That’s not even counting the kinds of things we do and say to hurt people we encounter every day—our families, co-workers, and friends. Some of the terrible things that happen in our lives, in our world, are things we ourselves set in motion, deliberately or inadvertently. How many of us have already broken our New Year’s Resolutions? How many of us didn’t even pretend we were going to try to change a destructive habit or add a healthy one? Even when we don’t mean to, we find ourselves participating in sin, because sin is the tendency to curve inwards on ourselves, neglecting the needs and best interests of others. There is not one person in this room whose record is spotless. We are and will always be like Lady MacBeth, scrubbing and scrubbing at the blood on our hands, wishing it away, but finding the stain is still there.
THIS is what baptism is for! It’s not a good luck charm. It’s not a golden ticket into heaven. It is a pathway to living in a messed up world. It is precisely because of our own inability to wash ourselves clean, to make ourselves good and pure, that God steps into our lives. And God doesn’t come with a scythe to cut us down, but with cleansing water and words of forgiveness and renewal.
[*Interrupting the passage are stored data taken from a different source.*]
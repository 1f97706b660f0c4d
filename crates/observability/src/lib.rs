//! Tracing/logging (shared setup).

/// Initialize process-wide logging.
///
/// This is safe to call multiple times; subsequent calls become no-ops.
pub fn init() {
    tracing::init();
}

/// Tracing configuration (filters, output format).
pub mod tracing;
//! Configuration loading and representation.
//!
//! The ledger connection is described entirely by environment variables:
//!
//! | variable | meaning | default |
//! |---|---|---|
//! | `SALES_DATABASE_URL` | full Postgres URL | falls back to `DATABASE_URL` |
//! | `SALES_DB_HOST` | host, when no URL is set | `localhost` |
//! | `SALES_DB_PORT` | port, when no URL is set | `5432` |
//! | `SALES_DB_USER` | user name, when no URL is set | driver default |
//! | `SALES_DB_PASSWORD` | password, when no URL is set | none |
//! | `SALES_DB_NAME` | database name, required when no URL is set | |
//! | `SALES_DB_CONNECT_TIMEOUT_SECS` | connect timeout | `30` |

use std::str::FromStr;
use std::time::Duration;

use sqlx::postgres::PgConnectOptions;
use thiserror::Error;

pub const ENV_DATABASE_URL: &str = "SALES_DATABASE_URL";
pub const ENV_FALLBACK_DATABASE_URL: &str = "DATABASE_URL";
pub const ENV_HOST: &str = "SALES_DB_HOST";
pub const ENV_PORT: &str = "SALES_DB_PORT";
pub const ENV_USER: &str = "SALES_DB_USER";
pub const ENV_PASSWORD: &str = "SALES_DB_PASSWORD";
pub const ENV_DATABASE: &str = "SALES_DB_NAME";
pub const ENV_CONNECT_TIMEOUT: &str = "SALES_DB_CONNECT_TIMEOUT_SECS";

const DEFAULT_HOST: &str = "localhost";
const DEFAULT_PORT: u16 = 5432;
const DEFAULT_CONNECT_TIMEOUT: Duration = Duration::from_secs(30);

/// Configuration error.
#[derive(Debug, Error, Clone, PartialEq, Eq)]
pub enum ConfigError {
    #[error("missing required setting {0} (or set {ENV_DATABASE_URL})")]
    Missing(&'static str),

    #[error("invalid value for {key}: {reason}")]
    Invalid { key: &'static str, reason: String },

    #[error("invalid database URL: {0}")]
    InvalidUrl(String),
}

/// Connection settings for the transaction ledger.
#[derive(Clone)]
pub struct LedgerConfig {
    options: PgConnectOptions,
    connect_timeout: Duration,
}

impl LedgerConfig {
    /// Read settings from the process environment.
    pub fn from_env() -> Result<Self, ConfigError> {
        Self::from_lookup(|key| std::env::var(key).ok())
    }

    /// Read settings through `lookup`; empty values count as unset.
    pub fn from_lookup<F>(lookup: F) -> Result<Self, ConfigError>
    where
        F: Fn(&str) -> Option<String>,
    {
        let get = |key: &str| lookup(key).map(|v| v.trim().to_string()).filter(|v| !v.is_empty());

        let connect_timeout = match get(ENV_CONNECT_TIMEOUT) {
            Some(raw) => parse_timeout(&raw)?,
            None => DEFAULT_CONNECT_TIMEOUT,
        };

        let url = get(ENV_DATABASE_URL).or_else(|| get(ENV_FALLBACK_DATABASE_URL));
        let options = match url {
            Some(url) => PgConnectOptions::from_str(&url)
                .map_err(|e| ConfigError::InvalidUrl(e.to_string()))?,
            None => {
                let database = get(ENV_DATABASE).ok_or(ConfigError::Missing(ENV_DATABASE))?;
                let host = get(ENV_HOST).unwrap_or_else(|| DEFAULT_HOST.to_string());
                let port = match get(ENV_PORT) {
                    Some(raw) => raw.parse::<u16>().map_err(|e| ConfigError::Invalid {
                        key: ENV_PORT,
                        reason: format!("{raw:?}: {e}"),
                    })?,
                    None => DEFAULT_PORT,
                };

                let mut options = PgConnectOptions::new()
                    .host(&host)
                    .port(port)
                    .database(&database);
                if let Some(user) = get(ENV_USER) {
                    options = options.username(&user);
                }
                if let Some(password) = get(ENV_PASSWORD) {
                    options = options.password(&password);
                }
                options
            }
        };

        Ok(Self {
            options,
            connect_timeout,
        })
    }

    pub fn connect_options(&self) -> &PgConnectOptions {
        &self.options
    }

    pub fn connect_timeout(&self) -> Duration {
        self.connect_timeout
    }

    /// `host:port/database`, safe to log (no credentials).
    pub fn target(&self) -> String {
        format!(
            "{}:{}/{}",
            self.options.get_host(),
            self.options.get_port(),
            self.options.get_database().unwrap_or("")
        )
    }
}

impl std::fmt::Debug for LedgerConfig {
    fn fmt(&self, f: &mut std::fmt::Formatter<'_>) -> std::fmt::Result {
        f.debug_struct("LedgerConfig")
            .field("target", &self.target())
            .field("connect_timeout", &self.connect_timeout)
            .finish_non_exhaustive()
    }
}

fn parse_timeout(raw: &str) -> Result<Duration, ConfigError> {
    let secs = raw.parse::<u64>().map_err(|e| ConfigError::Invalid {
        key: ENV_CONNECT_TIMEOUT,
        reason: format!("{raw:?}: {e}"),
    })?;
    if secs == 0 {
        return Err(ConfigError::Invalid {
            key: ENV_CONNECT_TIMEOUT,
            reason: "must be at least 1 second".to_string(),
        });
    }
    Ok(Duration::from_secs(secs))
}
In our Lutheran tradition, unlike some other faith communities, we do not come to the font for baptism when we feel we are ready to do so. We do not seek baptism to show that we are repentant and need to be refreshed by God. No, it’s quite the opposite. In the Lutheran tradition there is one baptism, and in it we believe that it is not our intention, but God’s intention, that is at work. That’s why we often baptize infants like Emilia who are too young to think or speak for themselves. In such instances we are reminded that in baptism is God who is the primary actor, and we the recipients of grace. Parents and sponsors and the
church at large take responsibility for teaching the newly baptized about God’s work in us and for us.
Adults or older children who are considering baptism sometimes express concern that they are not worthy to receive it. But that’s just the point. Baptism is God’s gift—and gifts don’t have to be deserved. And really, who would qualify for baptism if we needed to deserve it? It has been my experience—and maybe some of you can relate—that the times when I really need to know that God cares for me and that I am included in God’s family, I haven’t been in any kind of shape to ask for it.
I still don’t know why Jesus needed to be baptized. Maybe Jesus, like all of us, needed to hear God’s voice bellowing over the universe, “This is my Beloved Son, with whom I am well pleased,” at the start of his ministry so that later, when things got really tough, he could hear the echoes of his true identity over all the noise. We all need that sometimes, don’t we?
John the Baptist expected the Messiah to come with fire, and maybe Jesus did too. In the moment of his baptism, the Gospel writer says the heavens were ripped opened, the division between the secular and the holy rent assunder, but what came down was not a torrent of flames, but God’s affirming voice. Jesus wasn’t a leader who ruled by force and violence, but a king kneeling at the feet of his subjects, washing their feet. The God whose Spirit hovered over the chaos of creation has come down inside of it. The open heavens have never closed up. And the presence of God among us is not a threatening presence—though I hasten to point out it isn’t a flimsy, namby-pamby presence either. The presence of God is a quiet strength, the rock-solid promise of solidarity with those who need God most. God has come into our world on the wings of a dove, in the shape of a mortal, full of love, to stand next to those who feel loved the least.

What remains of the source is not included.